Ana.
Ele fala de ti com uma tranquilidade que por vezes me surpreende.
No outro dia, depois de muitas conversas com a tua Mãe e com a tua Irmã, a que ele assistiu, fiquei com uma dúvida sobre o efeito nele, sobre a forma como ele via e sentia o que se falava sobre a Mãe.
De facto falou-se imenso, a maior parte das coisas, num sentido positivo, de uma recordação descontraída e feliz, falámos da tua personalidade, de coisas que dizias, e até da forma como reagirias hoje a coisas que acontecem.
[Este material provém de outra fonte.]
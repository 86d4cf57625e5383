//! Batch orchestration.
//!
//! A batch never aborts because of one sequence: rejections, engine errors,
//! engine panics, empty outputs and malformed pairs are all recorded as
//! `ItemFailure`s and the run continues. The only fatal errors are failing to
//! build the worker pool or the first engine context.

use std::panic::{AssertUnwindSafe, catch_unwind};
use std::sync::atomic::{AtomicUsize, Ordering};
use std::time::Instant;

use rayon::ThreadPoolBuilder;
use rayon::prelude::*;
use tracing::{debug, info, warn};

use crate::batch::{CancelFlag, PROGRESS_INTERVAL};
use crate::config::ConfigBundle;
use crate::domain::{
    BatchResult, FailureKind, ItemFailure, PrimerResult, ScheduleMode, SequenceRecord,
};
use crate::engine::{
    DesignContext, MIN_DESIGN_LENGTH, NativeParams, PAIR_COUNT_RANGE, PrimerDesignEngine,
};
use crate::error::{BatchError, EngineError};

/// What happened to one sequence.
#[derive(Debug, Clone, PartialEq)]
pub enum ItemOutcome {
    /// At least one valid pair. `invalid` counts pairs dropped by validation.
    Designed {
        results: Vec<PrimerResult>,
        invalid: usize,
    },
    Failed(ItemFailure),
}

impl ItemOutcome {
    fn failed(record: &SequenceRecord, kind: FailureKind, reason: impl Into<String>) -> Self {
        ItemOutcome::Failed(ItemFailure {
            sequence_id: record.id().to_string(),
            kind,
            reason: reason.into(),
        })
    }

    /// Cancelled items were never attempted.
    pub fn is_attempted(&self) -> bool {
        !matches!(self, ItemOutcome::Failed(f) if f.kind == FailureKind::Cancelled)
    }
}

pub struct BatchOrchestrator<E> {
    engine: E,
    params: NativeParams,
    pairs_per_sequence: usize,
    cancel: CancelFlag,
}

impl<E: PrimerDesignEngine> BatchOrchestrator<E> {
    pub fn new(engine: E, config: ConfigBundle) -> Self {
        Self {
            engine,
            params: NativeParams::from_config(&config),
            pairs_per_sequence: 1,
            cancel: CancelFlag::default(),
        }
    }

    /// Number of pairs requested per sequence (1..=5).
    pub fn pairs_per_sequence(mut self, n: usize) -> Result<Self, EngineError> {
        if !PAIR_COUNT_RANGE.contains(&n) {
            return Err(EngineError::InvalidPairCount(n));
        }
        self.pairs_per_sequence = n;
        Ok(self)
    }

    pub fn cancel_flag(mut self, flag: CancelFlag) -> Self {
        self.cancel = flag;
        self
    }

    pub(crate) fn new_context(&self) -> Result<E::Context, EngineError> {
        self.engine.context(&self.params)
    }

    /// Run every sequence through the per-item pipeline.
    pub fn run(
        &self,
        sequences: &[SequenceRecord],
        mode: ScheduleMode,
    ) -> Result<BatchResult, BatchError> {
        let started = Instant::now();
        info!(
            sequences = sequences.len(),
            pairs = self.pairs_per_sequence,
            ?mode,
            "starting batch primer design"
        );

        // Fail fast on an engine that cannot be configured at all.
        let first = self.new_context()?;
        let progress = Progress::new(sequences.len());

        let outcomes: Vec<ItemOutcome> = match mode {
            ScheduleMode::Sequential => {
                let mut ctx = Ok(first);
                sequences
                    .iter()
                    .map(|record| {
                        let outcome = self.process_item(&mut ctx, record);
                        progress.tick();
                        outcome
                    })
                    .collect()
            }
            ScheduleMode::Parallel { workers } => {
                drop(first);
                let workers = workers.unwrap_or_else(num_cpus::get).max(1);
                let pool = ThreadPoolBuilder::new()
                    .num_threads(workers)
                    .thread_name(|idx| format!("primer-worker-{idx}"))
                    .build()
                    .map_err(|e| BatchError::Pool(e.to_string()))?;
                debug!(workers, "worker pool ready");

                pool.install(|| {
                    sequences
                        .par_iter()
                        .map_init(
                            || self.new_context(),
                            |ctx, record| {
                                let outcome = self.process_item(ctx, record);
                                progress.tick();
                                outcome
                            },
                        )
                        .collect()
                })
            }
        };

        let batch = collect_outcomes(outcomes);
        info!(
            succeeded = batch.succeeded,
            attempted = batch.attempted,
            cancelled = batch.failures_of(FailureKind::Cancelled),
            results = batch.results.len(),
            success_rate = %format!("{:.1}%", batch.success_rate() * 100.0),
            elapsed_ms = started.elapsed().as_millis() as u64,
            "batch design complete"
        );
        Ok(batch)
    }

    /// The per-item pipeline shared by every scheduling mode.
    ///
    /// `ctx` is this worker's engine context; it is rebuilt after a panic.
    pub(crate) fn process_item(
        &self,
        ctx: &mut Result<E::Context, EngineError>,
        record: &SequenceRecord,
    ) -> ItemOutcome {
        if self.cancel.is_cancelled() {
            return ItemOutcome::failed(record, FailureKind::Cancelled, "batch cancelled");
        }

        if record.len() < MIN_DESIGN_LENGTH {
            warn!(id = record.id(), length = record.len(), "sequence too short for design");
            let reason = EngineError::SequenceTooShort {
                length: record.len(),
                min_length: MIN_DESIGN_LENGTH,
            };
            return ItemOutcome::failed(record, FailureKind::Rejected, reason.to_string());
        }

        let context = match ctx {
            Ok(c) => c,
            Err(e) => {
                return ItemOutcome::failed(record, FailureKind::EngineFault, e.to_string());
            }
        };

        let n = self.pairs_per_sequence;
        let output = match catch_unwind(AssertUnwindSafe(|| context.design(record, n))) {
            Ok(Ok(output)) => output,
            Ok(Err(e)) => {
                warn!(id = record.id(), error = %e, "primer design failed");
                return ItemOutcome::failed(record, FailureKind::EngineFault, e.to_string());
            }
            Err(payload) => {
                let e = EngineError::Panicked(panic_message(payload.as_ref()));
                warn!(id = record.id(), error = %e, "primer design panicked");
                *ctx = self.new_context();
                return ItemOutcome::failed(record, FailureKind::EngineFault, e.to_string());
            }
        };

        if output.pairs.is_empty() {
            warn!(id = record.id(), "no primers found");
            let reason = match &output.explain {
                Some(explain) => {
                    debug!(id = record.id(), %explain, "engine explanation");
                    format!("no primers found ({explain})")
                }
                None => "no primers found".to_string(),
            };
            return ItemOutcome::failed(record, FailureKind::NoPrimers, reason);
        }

        let mut results = Vec::with_capacity(output.pairs.len());
        let mut errors = Vec::new();
        for pair in output.pairs {
            match PrimerResult::new(pair.into_draft(record.id())) {
                Ok(r) => results.push(r),
                Err(e) => {
                    debug!(id = record.id(), error = %e, "dropping malformed pair");
                    errors.push(e.to_string());
                }
            }
        }

        if results.is_empty() {
            warn!(id = record.id(), "every returned pair was malformed");
            return ItemOutcome::failed(record, FailureKind::InvalidResult, errors.join("; "));
        }

        debug!(id = record.id(), pairs = results.len(), "designed primers");
        ItemOutcome::Designed {
            results,
            invalid: errors.len(),
        }
    }
}

/// Fold per-item outcomes into a `BatchResult`, keeping outcome order.
pub fn collect_outcomes(outcomes: Vec<ItemOutcome>) -> BatchResult {
    let mut batch = BatchResult::default();
    for outcome in outcomes {
        if outcome.is_attempted() {
            batch.attempted += 1;
        }
        match outcome {
            ItemOutcome::Designed { results, .. } => {
                batch.succeeded += 1;
                batch.results.extend(results);
            }
            ItemOutcome::Failed(f) => batch.failures.push(f),
        }
    }
    batch
}

pub(crate) fn panic_message(payload: &(dyn std::any::Any + Send)) -> String {
    if let Some(s) = payload.downcast_ref::<&str>() {
        (*s).to_string()
    } else if let Some(s) = payload.downcast_ref::<String>() {
        s.clone()
    } else {
        "unknown panic".to_string()
    }
}

/// Completed-item counter shared across workers.
pub(crate) struct Progress {
    total: usize,
    done: AtomicUsize,
}

impl Progress {
    pub(crate) fn new(total: usize) -> Self {
        Self {
            total,
            done: AtomicUsize::new(0),
        }
    }

    pub(crate) fn tick(&self) {
        let done = self.done.fetch_add(1, Ordering::Relaxed) + 1;
        if done % PROGRESS_INTERVAL == 0 {
            match self.total {
                0 => info!(done, "progress"),
                total => info!(done, total, "progress: {done}/{total} sequences"),
            }
        }
    }
}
Eu e a tua Irmã ainda nos rimos porque nos lembrámos das tuas reacções. E falámos de facto bastante. Falámos dos bichos por exemplo, como tu querias ter bichos e de um momento para o outro esgotavas a paciência com eles, e como invariavelmente iam ter a casa da tua Mãe que os passava a aturar. Foi assim com o gato, com o cão, com o papagaio, embora esse fosse mesmo da tua Mãe.....
Voltando ao que dizia. Fiquei com um receio do efeito que isso tinha nele.
E falei com ele sobre isso.
E saiu mais uma frase lapidar.
- Não Pai, eu até gosto. Gosto de saber mais coisas sobre a Mãe.